Uno de los principales legisladores demócratas, el representante Ro Khanna, ya está pidiendo que Woods testifique en el Congreso ampliamente sobre la comunicación de la compañí en relación al cambio climático, mientras que los legisladores nombrados en el video se están distanciando de la compañía.

«Es una confirmación de lo que muchos han sospechado», dijo Khanna, presidente del subcomité de medio ambiente del Comité de Supervisión de la Cámara de Representantes, en una entrevista el viernes. «Y es que la industria de los combustibles fósiles, y Exxon específicamente, se ha involucrado en una campaña de desinformación, manipulando la opinión pública para negar el impacto del cambio climático».

«Jugando a la defensiva»

En el video, McCoy argumentó que los objetivos de Biden para reducir las emisiones de gases de efecto invernadero son «una locura». El presidente hizo campaña para lograr que el país fuera neutral en carbono para mediados de siglo. «Estamos jugando a la defensiva, porque el presidente Biden está hablando de este gran paquete de infraestructura y lo pagará aumentando los impuestos corporativos», dijo en la grabación. McCoy no respondió a las solicitudes de comentarios.
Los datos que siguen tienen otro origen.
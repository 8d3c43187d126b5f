//! # Configuration Module
//!
//! Configuration is read once at startup: an optional YAML file named by
//! `PROXY_CONFIG_PATH`, then environment variable overrides, then validation.
//! A missing required setting is a fatal error; the process never starts
//! serving with a partial configuration.
//!
//! ## Environment variables
//! - `PORT`, `BIND_ADDRESS`
//! - `ORIGIN`, `ORIGIN_SCHEME`, `ORIGIN_TIMEOUT_SECS`, `ORIGIN_MAX_RETRIES`
//! - `CACHE_BACKEND`, `CACHE_HOST`, `CACHE_USER`, `CACHE_PASS`, `CACHE_TTL_SECS`,
//!   `CACHE_MAX_ITEM_BYTES`, `CACHE_KEY_PREFIX` (`MEMCACHED_HOST`, `MEMCACHED_USER`
//!   and `MEMCACHED_PASS` are accepted as aliases)
//! - `CLIENT_CACHE_HEADERS`, `CLIENT_CACHE_MAX_AGE_SECS`
//! - `LOG_LEVEL`, `LOG_FORMAT`

use crate::core::error::{ProxyError, ProxyResult};
use serde::{Deserialize, Serialize};
use std::net::SocketAddr;
use std::path::Path;
use std::str::FromStr;
use std::time::Duration;
use url::Url;

/// Environment variable naming the optional YAML config file
pub const CONFIG_PATH_ENV: &str = "PROXY_CONFIG_PATH";

/// Largest item the reference cache backend accepts
pub const DEFAULT_MAX_ITEM_BYTES: usize = 1024 * 1024;

/// Complete proxy configuration
#[derive(Debug, Clone, Default, Serialize, Deserialize)]
#[serde(default)]
pub struct ProxyConfig {
    /// Listener settings
    pub server: ServerConfig,

    /// Origin server settings
    pub origin: OriginConfig,

    /// Cache backend and cache policy settings
    pub cache: CacheConfig,

    /// Client-facing header policy
    pub headers: HeaderPolicyConfig,

    /// Log output settings
    pub logging: LoggingConfig,
}

#[derive(Debug, Clone, Serialize, Deserialize)]
#[serde(default)]
pub struct ServerConfig {
    pub bind_address: String,

    /// Listen port; required
    pub port: Option<u16>,

    /// How long in-flight requests may take to finish after a shutdown signal
    #[serde(with = "humantime_serde")]
    pub shutdown_grace_period: Duration,
}

impl Default for ServerConfig {
    fn default() -> Self {
        Self {
            bind_address: "0.0.0.0".to_string(),
            port: None,
            shutdown_grace_period: Duration::from_secs(30),
        }
    }
}

impl ServerConfig {
    /// Socket address the proxy listens on
    pub fn bind_addr(&self) -> ProxyResult<SocketAddr> {
        let port = self
            .port
            .ok_or_else(|| ProxyError::config("No PORT given"))?;

        format!("{}:{}", self.bind_address, port)
            .parse()
            .map_err(|e| ProxyError::config(format!("Invalid bind address: {}", e)))
    }
}

#[derive(Debug, Clone, Serialize, Deserialize)]
#[serde(default)]
pub struct OriginConfig {
    /// Origin host (`host` or `host:port`), or a full base URL such as `https://origin.example.com`
    pub host: String,

    /// Scheme used when `host` carries none
    pub scheme: String,

    /// Deadline for receiving the origin response headers and buffering its body
    #[serde(with = "humantime_serde")]
    pub timeout: Duration,

    #[serde(with = "humantime_serde")]
    pub connect_timeout: Duration,

    /// Extra attempts after a transport failure; HTTP error statuses are never retried
    pub max_retries: u32,

    /// Base delay between retries, multiplied by the attempt number
    #[serde(with = "humantime_serde")]
    pub retry_backoff: Duration,
}

impl Default for OriginConfig {
    fn default() -> Self {
        Self {
            host: String::new(),
            scheme: "http".to_string(),
            timeout: Duration::from_secs(30),
            connect_timeout: Duration::from_secs(10),
            max_retries: 0,
            retry_backoff: Duration::from_millis(100),
        }
    }
}

impl OriginConfig {
    /// Base URL whose scheme and authority replace those of inbound requests
    pub fn base_url(&self) -> ProxyResult<Url> {
        if self.host.trim().is_empty() {
            return Err(ProxyError::config("No ORIGIN given"));
        }

        let raw = if self.host.contains("://") {
            self.host.clone()
        } else {
            format!("{}://{}", self.scheme, self.host)
        };

        let url = Url::parse(&raw)
            .map_err(|e| ProxyError::config(format!("Invalid origin '{}': {}", self.host, e)))?;

        if url.host_str().is_none() {
            return Err(ProxyError::config(format!("Origin '{}' has no host", self.host)));
        }
        if !matches!(url.scheme(), "http" | "https") {
            return Err(ProxyError::config(format!(
                "Unsupported origin scheme '{}'",
                url.scheme()
            )));
        }

        Ok(url)
    }
}

/// Cache backend implementations selectable at startup
#[derive(Debug, Clone, Copy, PartialEq, Eq, Serialize, Deserialize)]
#[serde(rename_all = "lowercase")]
pub enum CacheBackend {
    /// Process-local map, for single-instance and test deployments
    Memory,
    /// Networked Redis server shared by all proxy instances
    Redis,
}

impl FromStr for CacheBackend {
    type Err = ProxyError;

    fn from_str(s: &str) -> Result<Self, Self::Err> {
        match s.trim().to_ascii_lowercase().as_str() {
            "memory" | "in-memory" | "inmemory" => Ok(Self::Memory),
            "redis" => Ok(Self::Redis),
            other => Err(ProxyError::config(format!("Unknown cache backend '{}'", other))),
        }
    }
}

#[derive(Debug, Clone, Serialize, Deserialize)]
#[serde(default)]
pub struct CacheConfig {
    /// Backend kind; inferred as `redis` when only `endpoint` is set
    pub backend: Option<CacheBackend>,

    /// Backend address (`host:port` or a `redis://` URL)
    pub endpoint: Option<String>,

    pub username: Option<String>,

    pub password: Option<String>,

    /// Backend expiry for stored entries; `None` keeps them until the backend evicts
    #[serde(with = "humantime_serde")]
    pub ttl: Option<Duration>,

    /// Serialized entries must be strictly smaller than this to be stored
    pub max_item_bytes: usize,

    /// Deadline for every single cache get/set
    #[serde(with = "humantime_serde")]
    pub operation_timeout: Duration,

    /// Namespace prepended to keys in shared backends
    pub key_prefix: String,

    /// Longer keys are replaced by a digest of the key
    pub max_key_length: usize,

    /// Entry bound of the in-memory backend
    pub max_entries: usize,
}

impl Default for CacheConfig {
    fn default() -> Self {
        Self {
            backend: None,
            endpoint: None,
            username: None,
            password: None,
            ttl: None,
            max_item_bytes: DEFAULT_MAX_ITEM_BYTES,
            operation_timeout: Duration::from_secs(1),
            key_prefix: String::new(),
            max_key_length: 250,
            max_entries: 10_000,
        }
    }
}

impl CacheConfig {
    /// Backend selected by explicit setting or by the presence of an endpoint
    pub fn backend_kind(&self) -> ProxyResult<CacheBackend> {
        match (self.backend, self.endpoint.as_deref()) {
            (Some(backend), _) => Ok(backend),
            (None, Some(endpoint)) if !endpoint.trim().is_empty() => Ok(CacheBackend::Redis),
            _ => Err(ProxyError::config(
                "No CACHE_HOST given and no CACHE_BACKEND selected",
            )),
        }
    }

    /// Connection URL for the Redis backend, with credentials applied
    pub fn redis_url(&self) -> ProxyResult<String> {
        let endpoint = self
            .endpoint
            .as_deref()
            .map(str::trim)
            .filter(|e| !e.is_empty())
            .ok_or_else(|| ProxyError::config("No CACHE_HOST given for the redis backend"))?;

        let raw = if endpoint.contains("://") {
            endpoint.to_string()
        } else {
            format!("redis://{}", endpoint)
        };

        let mut url = Url::parse(&raw)
            .map_err(|e| ProxyError::config(format!("Invalid cache endpoint '{}': {}", endpoint, e)))?;

        if let Some(username) = self.username.as_deref().filter(|u| !u.is_empty()) {
            url.set_username(username)
                .map_err(|_| ProxyError::config("Cache endpoint cannot carry a username"))?;
        }
        if let Some(password) = self.password.as_deref().filter(|p| !p.is_empty()) {
            url.set_password(Some(password))
                .map_err(|_| ProxyError::config("Cache endpoint cannot carry a password"))?;
        }

        Ok(url.to_string())
    }
}

#[derive(Debug, Clone, Serialize, Deserialize)]
#[serde(default)]
pub struct HeaderPolicyConfig {
    /// Attach `Cache-Control`, `Last-Modified` and `Expires` to every response
    pub client_cache: bool,

    /// Lifetime advertised to downstream caches
    #[serde(with = "humantime_serde")]
    pub client_cache_max_age: Duration,
}

impl Default for HeaderPolicyConfig {
    fn default() -> Self {
        Self {
            client_cache: false,
            client_cache_max_age: Duration::from_secs(365 * 24 * 60 * 60),
        }
    }
}

#[derive(Debug, Clone, Copy, PartialEq, Eq, Serialize, Deserialize)]
#[serde(rename_all = "lowercase")]
pub enum LogFormat {
    Json,
    Pretty,
}

#[derive(Debug, Clone, Serialize, Deserialize)]
#[serde(default)]
pub struct LoggingConfig {
    /// Default filter directive when `RUST_LOG` is unset
    pub level: String,

    pub format: LogFormat,
}

impl Default for LoggingConfig {
    fn default() -> Self {
        Self {
            level: "info".to_string(),
            format: LogFormat::Json,
        }
    }
}

impl ProxyConfig {
    /// Load configuration from the optional file and the process environment
    pub async fn load() -> ProxyResult<Self> {
        match std::env::var(CONFIG_PATH_ENV) {
            Ok(path) if !path.is_empty() => Self::load_from_file(&path).await,
            _ => {
                let mut config = Self::default();
                config.apply_env_overrides(|name| std::env::var(name).ok())?;
                config.validate()?;
                Ok(config)
            }
        }
    }

    /// Load configuration from a YAML file, with environment overrides applied
    pub async fn load_from_file<P: AsRef<Path>>(path: P) -> ProxyResult<Self> {
        let mut config = Self::read_file(path).await?;
        config.apply_env_overrides(|name| std::env::var(name).ok())?;
        config.validate()?;
        Ok(config)
    }

    async fn read_file<P: AsRef<Path>>(path: P) -> ProxyResult<Self> {
        let content = tokio::fs::read_to_string(path.as_ref()).await.map_err(|e| {
            ProxyError::config(format!(
                "Failed to read config file {}: {}",
                path.as_ref().display(),
                e
            ))
        })?;

        Self::from_yaml_str(&content)
    }

    /// Parse configuration from YAML text without validating it
    pub fn from_yaml_str(content: &str) -> ProxyResult<Self> {
        Ok(serde_yaml::from_str(content)?)
    }

    /// Apply overrides from an environment lookup function
    pub fn apply_env_overrides<F>(&mut self, lookup: F) -> ProxyResult<()>
    where
        F: Fn(&str) -> Option<String>,
    {
        let get = |names: &[&str]| names.iter().find_map(|name| lookup(name).filter(|v| !v.is_empty()));

        if let Some(port) = get(&["PORT"]) {
            self.server.port = Some(parse_env("PORT", &port)?);
        }
        if let Some(addr) = get(&["BIND_ADDRESS"]) {
            self.server.bind_address = addr;
        }

        if let Some(origin) = get(&["ORIGIN"]) {
            self.origin.host = origin;
        }
        if let Some(scheme) = get(&["ORIGIN_SCHEME"]) {
            self.origin.scheme = scheme.to_ascii_lowercase();
        }
        if let Some(secs) = get(&["ORIGIN_TIMEOUT_SECS"]) {
            self.origin.timeout = Duration::from_secs(parse_env("ORIGIN_TIMEOUT_SECS", &secs)?);
        }
        if let Some(retries) = get(&["ORIGIN_MAX_RETRIES"]) {
            self.origin.max_retries = parse_env("ORIGIN_MAX_RETRIES", &retries)?;
        }

        if let Some(backend) = get(&["CACHE_BACKEND"]) {
            self.cache.backend = Some(backend.parse()?);
        }
        if let Some(endpoint) = get(&["CACHE_HOST", "MEMCACHED_HOST"]) {
            self.cache.endpoint = Some(endpoint);
        }
        if let Some(user) = get(&["CACHE_USER", "MEMCACHED_USER"]) {
            self.cache.username = Some(user);
        }
        if let Some(pass) = get(&["CACHE_PASS", "MEMCACHED_PASS"]) {
            self.cache.password = Some(pass);
        }
        if let Some(secs) = get(&["CACHE_TTL_SECS"]) {
            let secs: u64 = parse_env("CACHE_TTL_SECS", &secs)?;
            self.cache.ttl = (secs > 0).then(|| Duration::from_secs(secs));
        }
        if let Some(bytes) = get(&["CACHE_MAX_ITEM_BYTES"]) {
            self.cache.max_item_bytes = parse_env("CACHE_MAX_ITEM_BYTES", &bytes)?;
        }
        if let Some(prefix) = get(&["CACHE_KEY_PREFIX"]) {
            self.cache.key_prefix = prefix;
        }

        if let Some(enabled) = get(&["CLIENT_CACHE_HEADERS"]) {
            self.headers.client_cache = parse_bool("CLIENT_CACHE_HEADERS", &enabled)?;
        }
        if let Some(secs) = get(&["CLIENT_CACHE_MAX_AGE_SECS"]) {
            self.headers.client_cache_max_age =
                Duration::from_secs(parse_env("CLIENT_CACHE_MAX_AGE_SECS", &secs)?);
        }

        if let Some(level) = get(&["LOG_LEVEL"]) {
            self.logging.level = level;
        }
        if let Some(format) = get(&["LOG_FORMAT"]) {
            self.logging.format = match format.to_ascii_lowercase().as_str() {
                "json" => LogFormat::Json,
                "pretty" | "text" => LogFormat::Pretty,
                other => {
                    return Err(ProxyError::config(format!("Unknown LOG_FORMAT '{}'", other)))
                }
            };
        }

        Ok(())
    }

    /// Validate the configuration, reporting the first missing or invalid setting
    pub fn validate(&self) -> ProxyResult<()> {
        self.server.bind_addr()?;
        self.origin.base_url()?;

        if self.cache.backend_kind()? == CacheBackend::Redis {
            self.cache.redis_url()?;
        }
        if self.cache.max_item_bytes == 0 {
            return Err(ProxyError::config("cache.max_item_bytes must be greater than zero"));
        }
        if self.cache.max_key_length == 0 {
            return Err(ProxyError::config("cache.max_key_length must be greater than zero"));
        }
        if self.cache.max_entries == 0 {
            return Err(ProxyError::config("cache.max_entries must be greater than zero"));
        }
        if self.cache.operation_timeout.is_zero() {
            return Err(ProxyError::config("cache.operation_timeout must be greater than zero"));
        }
        if self.origin.timeout.is_zero() {
            return Err(ProxyError::config("origin.timeout must be greater than zero"));
        }

        Ok(())
    }
}

fn parse_env<T>(name: &str, value: &str) -> ProxyResult<T>
where
    T: FromStr,
    T::Err: std::fmt::Display,
{
    value
        .trim()
        .parse()
        .map_err(|e| ProxyError::config(format!("Invalid {} '{}': {}", name, value, e)))
}

fn parse_bool(name: &str, value: &str) -> ProxyResult<bool> {
    match value.trim().to_ascii_lowercase().as_str() {
        "1" | "true" | "yes" | "on" => Ok(true),
        "0" | "false" | "no" | "off" => Ok(false),
        _ => Err(ProxyError::config(format!("Invalid {} '{}'", name, value))),
    }
}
McCoy también admitió que Exxon financió organizaciones externas que buscaban obstaculizar los esfuerzos del gobierno pasado para detener el aumento de las temperaturas. “¿Nos unimos a algunos de estos ‘grupos en la sombra’ para trabajar en contra de algunos de los primeros esfuerzos? Sí, eso es cierto», dijo. “Pero no hay nada ilegal en eso. Estábamos atentos a nuestras inversiones».

También describió apuntar a los moderados del Senado, así como a los candidatos a la reelección, incluso como varios de los legisladores demócratas nombrados en el video -incluidos los senadores Mark Kelly, Kyrsten Sinema y Jon Tester- dicen que nunca hablaron con McCoy durante las conversaciones bipartidistas sobre infraestructura.